## Data extracts

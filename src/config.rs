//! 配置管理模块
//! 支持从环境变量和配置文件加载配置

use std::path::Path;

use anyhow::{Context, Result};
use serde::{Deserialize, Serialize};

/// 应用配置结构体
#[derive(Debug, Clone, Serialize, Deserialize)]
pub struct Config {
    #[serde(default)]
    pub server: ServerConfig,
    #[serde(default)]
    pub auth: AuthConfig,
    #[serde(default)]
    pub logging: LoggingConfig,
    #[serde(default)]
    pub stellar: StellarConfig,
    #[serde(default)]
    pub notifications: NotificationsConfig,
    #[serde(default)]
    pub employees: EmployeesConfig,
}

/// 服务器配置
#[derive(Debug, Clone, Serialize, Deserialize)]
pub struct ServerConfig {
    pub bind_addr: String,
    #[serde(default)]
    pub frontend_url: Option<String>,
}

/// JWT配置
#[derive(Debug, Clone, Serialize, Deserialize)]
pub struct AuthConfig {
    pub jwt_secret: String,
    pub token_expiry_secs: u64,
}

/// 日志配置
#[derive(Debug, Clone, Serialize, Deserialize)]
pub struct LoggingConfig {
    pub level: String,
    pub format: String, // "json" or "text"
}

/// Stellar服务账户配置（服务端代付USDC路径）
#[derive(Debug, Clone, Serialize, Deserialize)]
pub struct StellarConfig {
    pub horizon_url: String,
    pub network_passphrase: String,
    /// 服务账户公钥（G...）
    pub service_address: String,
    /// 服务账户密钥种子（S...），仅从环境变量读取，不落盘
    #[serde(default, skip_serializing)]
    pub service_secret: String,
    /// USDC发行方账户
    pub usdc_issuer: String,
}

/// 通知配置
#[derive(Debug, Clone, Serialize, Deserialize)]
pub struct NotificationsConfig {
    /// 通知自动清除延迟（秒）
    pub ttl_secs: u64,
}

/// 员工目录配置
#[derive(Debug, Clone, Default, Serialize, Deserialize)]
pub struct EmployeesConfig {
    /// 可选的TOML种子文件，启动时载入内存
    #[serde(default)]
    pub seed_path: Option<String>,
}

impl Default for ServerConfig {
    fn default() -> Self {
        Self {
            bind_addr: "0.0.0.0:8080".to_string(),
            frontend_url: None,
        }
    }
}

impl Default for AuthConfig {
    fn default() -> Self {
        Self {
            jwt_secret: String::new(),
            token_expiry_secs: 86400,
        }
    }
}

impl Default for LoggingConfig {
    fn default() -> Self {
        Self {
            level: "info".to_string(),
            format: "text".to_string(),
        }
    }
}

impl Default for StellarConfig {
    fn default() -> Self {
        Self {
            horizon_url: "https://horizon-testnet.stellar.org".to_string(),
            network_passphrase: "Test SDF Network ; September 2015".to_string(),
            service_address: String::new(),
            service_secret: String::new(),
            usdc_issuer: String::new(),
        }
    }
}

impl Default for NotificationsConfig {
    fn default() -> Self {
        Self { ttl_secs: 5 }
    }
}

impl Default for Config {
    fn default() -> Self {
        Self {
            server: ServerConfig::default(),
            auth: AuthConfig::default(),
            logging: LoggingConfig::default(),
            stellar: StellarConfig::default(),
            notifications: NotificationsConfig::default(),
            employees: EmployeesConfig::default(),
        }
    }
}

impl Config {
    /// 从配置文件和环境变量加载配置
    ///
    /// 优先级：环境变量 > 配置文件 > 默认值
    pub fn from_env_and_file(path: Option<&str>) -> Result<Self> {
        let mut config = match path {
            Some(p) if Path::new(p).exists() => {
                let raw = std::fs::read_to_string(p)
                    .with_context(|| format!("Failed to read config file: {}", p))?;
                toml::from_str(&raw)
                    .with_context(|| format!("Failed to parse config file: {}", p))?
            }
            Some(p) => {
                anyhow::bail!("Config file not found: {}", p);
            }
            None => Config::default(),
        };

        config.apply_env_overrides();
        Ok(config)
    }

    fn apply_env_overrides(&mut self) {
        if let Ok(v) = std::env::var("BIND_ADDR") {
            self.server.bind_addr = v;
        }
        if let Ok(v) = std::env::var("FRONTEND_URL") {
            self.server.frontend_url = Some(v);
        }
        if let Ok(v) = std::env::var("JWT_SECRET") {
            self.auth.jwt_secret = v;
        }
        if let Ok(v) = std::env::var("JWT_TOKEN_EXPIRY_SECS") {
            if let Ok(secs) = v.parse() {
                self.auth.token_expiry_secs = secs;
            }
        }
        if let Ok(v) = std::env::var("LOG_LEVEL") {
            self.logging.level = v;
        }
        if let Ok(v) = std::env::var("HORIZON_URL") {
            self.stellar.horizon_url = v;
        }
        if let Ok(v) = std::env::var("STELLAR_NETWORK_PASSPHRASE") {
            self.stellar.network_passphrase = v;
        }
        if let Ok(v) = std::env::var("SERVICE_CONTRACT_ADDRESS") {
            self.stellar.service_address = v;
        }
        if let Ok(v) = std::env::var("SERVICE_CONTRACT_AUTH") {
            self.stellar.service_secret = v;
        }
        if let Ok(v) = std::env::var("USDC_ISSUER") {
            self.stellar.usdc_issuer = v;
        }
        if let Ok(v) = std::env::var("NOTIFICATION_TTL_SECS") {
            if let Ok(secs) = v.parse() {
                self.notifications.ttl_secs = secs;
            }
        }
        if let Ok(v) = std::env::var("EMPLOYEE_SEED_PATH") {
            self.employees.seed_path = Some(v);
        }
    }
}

## Task directions
Copy the records exactly, keeping every word in place.

## Finished task
filename src/config.rs
//! 配置管理模块
//! 支持从环境变量和配置文件加载配置

use std::path::Path;

use anyhow::{Context, Result};
use serde::{Deserialize, Serialize};

/// 应用配置结构体
#[derive(Debug, Clone, Serialize, Deserialize)]
pub struct Config {
    #[serde(default)]
    pub server: ServerConfig,
    #[serde(default)]
    pub auth: AuthConfig,
    #[serde(default)]
    pub logging: LoggingConfig,
    #[serde(default)]
    pub stellar: StellarConfig,
    #[serde(default)]
    pub notifications: NotificationsConfig,
    #[serde(default)]
    pub employees: EmployeesConfig,
}

/// 服务器配置
#[derive(Debug, Clone, Serialize, Deserialize)]
pub struct ServerConfig {
    pub bind_addr: String,
    #[serde(default)]
    pub frontend_url: Option<String>,
}

/// JWT配置
#[derive(Debug, Clone, Serialize, Deserialize)]
pub struct AuthConfig {
    pub jwt_secret: String,
    pub token_expiry_secs: u64,
}

/// 日志配置
#[derive(Debug, Clone, Serialize, Deserialize)]
pub struct LoggingConfig {
    pub level: String,
    pub format: String, // "json" or "text"
}

/// Stellar服务账户配置（服务端代付USDC路径）
#[derive(Debug, Clone, Serialize, Deserialize)]
pub struct StellarConfig {
    pub horizon_url: String,
    pub network_passphrase: String,
    /// 服务账户公钥（G...）
    pub service_address: String,
    /// 服务账户密钥种子（S...），仅从环境变量读取，不落盘
    #[serde(default, skip_serializing)]
    pub service_secret: String,
    /// USDC发行方账户
    pub usdc_issuer: String,
}

/// 通知配置
#[derive(Debug, Clone, Serialize, Deserialize)]
pub struct NotificationsConfig {
    /// 通知自动清除延迟（秒）
    pub ttl_secs: u64,
}

/// 员工目录配置
#[derive(Debug, Clone, Default, Serialize, Deserialize)]
pub struct EmployeesConfig {
    /// 可选的TOML种子文件，启动时载入内存
    #[serde(default)]
    pub seed_path: Option<String>,
}

impl Default for ServerConfig {
    fn default() -> Self {
        Self {
            bind_addr: "0.0.0.0:8080".to_string(),
            frontend_url: None,
        }
    }
}

impl Default for AuthConfig {
    fn default() -> Self {
        Self {
            jwt_secret: String::new(),
            token_expiry_secs: 86400,
        }
    }
}

impl Default for LoggingConfig {
    fn default() -> Self {
        Self {
            level: "info".to_string(),
            format: "text".to_string(),
        }
    }
}

impl Default for StellarConfig {
    fn default() -> Self {
        Self {
            horizon_url: "https://horizon-testnet.stellar.org".to_string(),
            network_passphrase: "Test SDF Network ; September 2015".to_string(),
            service_address: String::new(),
            service_secret: String::new(),
            usdc_issuer: String::new(),
        }
    }
}

impl Default for NotificationsConfig {
    fn default() -> Self {
        Self { ttl_secs: 5 }
    }
}

impl Default for Config {
    fn default() -> Self {
        Self {
            server: ServerConfig::default(),
            auth: AuthConfig::default(),
            logging: LoggingConfig::default(),
            stellar: StellarConfig::default(),
            notifications: NotificationsConfig::default(),
            employees: EmployeesConfig::default(),
        }
    }
}

impl Config {
    /// 从配置文件和环境变量加载配置
    ///
    /// 优先级：环境变量 > 配置文件 > 默认值
    pub fn from_env_and_file(path: Option<&str>) -> Result<Self> {
        let mut config = match path {
            Some(p) if Path::new(p).exists() => {
                let raw = std::fs::read_to_string(p)
                    .with_context(|| format!("Failed to read config file: {}", p))?;
                toml::from_str(&raw)
                    .with_context(|| format!("Failed to parse config file: {}", p))?
            }
            Some(p) => {
                anyhow::bail!("Config file not found: {}", p);
            }
            None => Config::default(),
        };

        config.apply_env_overrides();
        Ok(config)
    }

    fn apply_env_overrides(&mut self) {
        if let Ok(v) = std::env::var("BIND_ADDR") {
            self.server.bind_addr = v;
        }
        if let Ok(v) = std::env::var("FRONTEND_URL") {
            self.server.frontend_url = Some(v);
        }
        if let Ok(v) = std::env::var("JWT_SECRET") {
            self.auth.jwt_secret = v;
        }
        if let Ok(v) = std::env::var("JWT_TOKEN_EXPIRY_SECS") {
            if let Ok(secs) = v.parse() {
                self.auth.token_expiry_secs = secs;
            }
        }
        if let Ok(v) = std::env::var("LOG_LEVEL") {
            self.logging.level = v;
        }
        if let Ok(v) = std::env::var("HORIZON_URL") {
            self.stellar.horizon_url = v;
        }
        if let Ok(v) = std::env::var("STELLAR_NETWORK_PASSPHRASE") {
            self.stellar.network_passphrase = v;
        }
        if let Ok(v) = std::env::var("SERVICE_CONTRACT_ADDRESS") {
            self.stellar.service_address = v;
        }
        if let Ok(v) = std::env::var("SERVICE_CONTRACT_AUTH") {
            self.stellar.service_secret = v;
        }
        if let Ok(v) = std::env::var("USDC_ISSUER") {
            self.stellar.usdc_issuer = v;
        }
        if let Ok(v) = std::env::var("NOTIFICATION_TTL_SECS") {
            if let Ok(secs) = v.parse() {
                self.notifications.ttl_secs = secs;
            }
        }
        if let Ok(v) = std::env::var("EMPLOYEE_SEED_PATH") {
            self.employees.seed_path = Some(v);
        }
    }
}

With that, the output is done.